‘Entrevista com Escritores Mortos’ 25: Honoré de Balzac

Atualizado em 3 de julho de 2015 às 18:47
Em Paris, não há melhor parente do que uma nota de mil francos, nem melhor amigo que os créditos populares.
Em Paris, não há melhor parente do que uma nota de mil francos, nem melhor amigo que os créditos populares.

Nada como uma conversinha despretensiosa com o querido, venerável Honoré de Balzac (1799 – 1850).  É mais um capítulo da série Conversas com Escritores Mortos. As frases em questão foram retiradas, em sua grande maioria, do livro A Menina dos Olhos de Ouro.

Por mais que o senhor tenha nascido em Tours, Monsieur de Balzac, viveu por muito tempo na capital francesa. Os parisienses são belos?

Muito pelo contrário.

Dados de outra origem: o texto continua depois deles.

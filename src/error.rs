// HTTP API Error Types
use axum::{http::StatusCode, response::IntoResponse, Json};
use serde_json::{json, Value};

use crate::services::{ClientInputError, SubmitError};

/// Client-facing message for every unexpected failure
pub const INTERNAL_ERROR_MESSAGE: &str = "Internal server error. Please try again later.";

/// HTTP API error with appropriate status codes and client-friendly messages
#[derive(Debug, Clone, PartialEq, Eq)]
pub enum ApiError {
    // 400 Bad Request: missing body, malformed body, failed validation
    BadRequest(String),

    // 404 Not Found
    NotFound(String),

    // 405 Method Not Allowed
    MethodNotAllowed(String),

    // 413 Payload Too Large
    PayloadTooLarge(String),

    // 500 Internal Server Error
    InternalServerError(String),
}

impl ApiError {
    /// Get HTTP status code
    pub fn status_code(&self) -> u16 {
        match self {
            ApiError::BadRequest(_) => 400,
            ApiError::NotFound(_) => 404,
            ApiError::MethodNotAllowed(_) => 405,
            ApiError::PayloadTooLarge(_) => 413,
            ApiError::InternalServerError(_) => 500,
        }
    }

    pub fn status(&self) -> StatusCode {
        StatusCode::from_u16(self.status_code()).unwrap_or(StatusCode::INTERNAL_SERVER_ERROR)
    }

    /// Get client-safe error message
    pub fn message(&self) -> &str {
        match self {
            ApiError::BadRequest(msg) => msg,
            ApiError::NotFound(msg) => msg,
            ApiError::MethodNotAllowed(msg) => msg,
            ApiError::PayloadTooLarge(msg) => msg,
            ApiError::InternalServerError(msg) => msg,
        }
    }

    /// Convert to JSON response body
    pub fn to_json(&self) -> Value {
        json!({
            "error": self.message(),
            "statusCode": self.status_code()
        })
    }
}

impl ApiError {
    pub fn bad_request(message: impl Into<String>) -> Self {
        ApiError::BadRequest(message.into())
    }

    pub fn not_found() -> Self {
        ApiError::NotFound("Not found".to_string())
    }

    pub fn method_not_allowed() -> Self {
        ApiError::MethodNotAllowed("Method not allowed".to_string())
    }

    pub fn payload_too_large() -> Self {
        ApiError::PayloadTooLarge("Request body is too large".to_string())
    }

    /// The generic 500. Callers log the real cause before converting.
    pub fn internal() -> Self {
        ApiError::InternalServerError(INTERNAL_ERROR_MESSAGE.to_string())
    }
}

// Client input problems are returned verbatim
impl From<ClientInputError> for ApiError {
    fn from(err: ClientInputError) -> Self {
        ApiError::bad_request(err.to_string())
    }
}

// The single boundary for unexpected failures: log the cause, return the generic 500
impl From<SubmitError> for ApiError {
    fn from(err: SubmitError) -> Self {
        match err {
            SubmitError::Client(err) => err.into(),
            SubmitError::Store(err) => {
                tracing::error!(error = %err, "Failed to store submission");
                ApiError::internal()
            }
            SubmitError::Notify(err) => {
                tracing::error!(error = %err, "Failed to send notification");
                ApiError::internal()
            }
        }
    }
}

impl std::fmt::Display for ApiError {
    fn fmt(&self, f: &mut std::fmt::Formatter<'_>) -> std::fmt::Result {
        write!(f, "{}", self.message())
    }
}

impl std::error::Error for ApiError {}

// Bare conversion without CORS headers; route handlers go through `ResponseBuilder`
impl IntoResponse for ApiError {
    fn into_response(self) -> axum::response::Response {
        (self.status(), Json(self.to_json())).into_response()
    }
}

Na verdade, um dos espetáculos que reúne o que há de mais terrível é certamente o aspecto geral da população parisiense, povo horrível de se ver, macilento, amarelado, com a pele curtida.

Não creio!

Homens cujos rostos marcados, torcidos, exalam por todos os poros o espírito, os desejos, os venenos que enchem os seus cérebros; não são rostos, mas máscaras.

Como assim?

Máscaras de fraqueza, máscaras de força, máscaras de alegria, máscaras de hipocrisia; todas elas extenuadas, todas marcadas por sinais inapagáveis de uma ofegante avidez.

O senhor não parece gostar dos parisienses…

Não. De tanto se interessar por tudo, o pariense acaba por não se interessar por nada. Com efeito, indiferente na véspera àquilo o embriagará no dia seguinte, o parisiense vive como criança – seja qual for a sua idade. Ele reclama de tudo, consola-se com tudo, debocha de tudo, esquece-se de tudo, quer tudo, experimenta de tudo, enfrenta tudo com paixão, larga tudo – os seus reis, as suas conquistas, a sua glória, os seus ídolos, sejam de bronze ou de vidro – com a mesma indiferença com que jogam fora as suas meias, os seus chapéus, as suas fortunas.

Impressionante. Por que acha que isso acontece?

Em Paris, nenhum sentimento resiste ao fluxo das coisas cuja corrente leva a uma luta que acalma as paixões; o amor ali é um desejo, e o ódio, uma veleidade. Em Paris, não há parente mais estimado do que uma nota de mil francos, nem amigo mais querido que os créditos populares.

Se as paixões não resistem ao fluxo é porque são volúveis e frígidas.

Em Paris, a vaidade resume todas as paixões.

Como assim?

Metade de Paris deita-se sobre exalações de esgotos féticos. Mas abordemos por um minuto os grandes salões arejados e dourados, os palacetes com jardins, o mundo rico, ocioso, feliz. Ali, as fisionomias são debilitadas e corroídas pela vaidade. Na atmosfera luxuosa parisiense, nada é real. Buscar o prazer não é o mesmo que encontrar o tédio?

Não sei… O que o senhor acha?

Para mim, o prazer é como certas substâncias medicinais – para obter constantemente os mesmos efeitos, é necessário dobrar as doses, estando a morte ou a perda dos sentidos contido na última delas.

Continue…

Em Paris, os abraços encobrem uma profunda indiferença e a educação encobre um desdém contínuo. Ali, não se ama jamais o próximo. Muitos jovens parisienses se entreolham com um ar aparentemente afetuoso, mas que, entre eles, nada prova, nem para o presente, nem para o futuro. Em Paris, um rosto fresco, descansado, gracioso, verdadeiramente jovem é a mais extraordinária das exceções: raramente encontrado. Se você avistar algum, ele certamente pertencerá a um jovem e fervoroso eclesiástico ou a um bom abade com uma tripla papada.

Mas, Monsieur… Não há bons sentimentos em Paris?

Paris é essencialmente uma zona de contrastes. Se os sentimentos verdadeiros são raros ali, encontra-se também, como em outros lugares, amizades nobres e dedicações sem limite.

Apenas amizades? E o amor?

Esqueça o amor. A fidelidade nunca esteve e nunca estará na moda em Paris.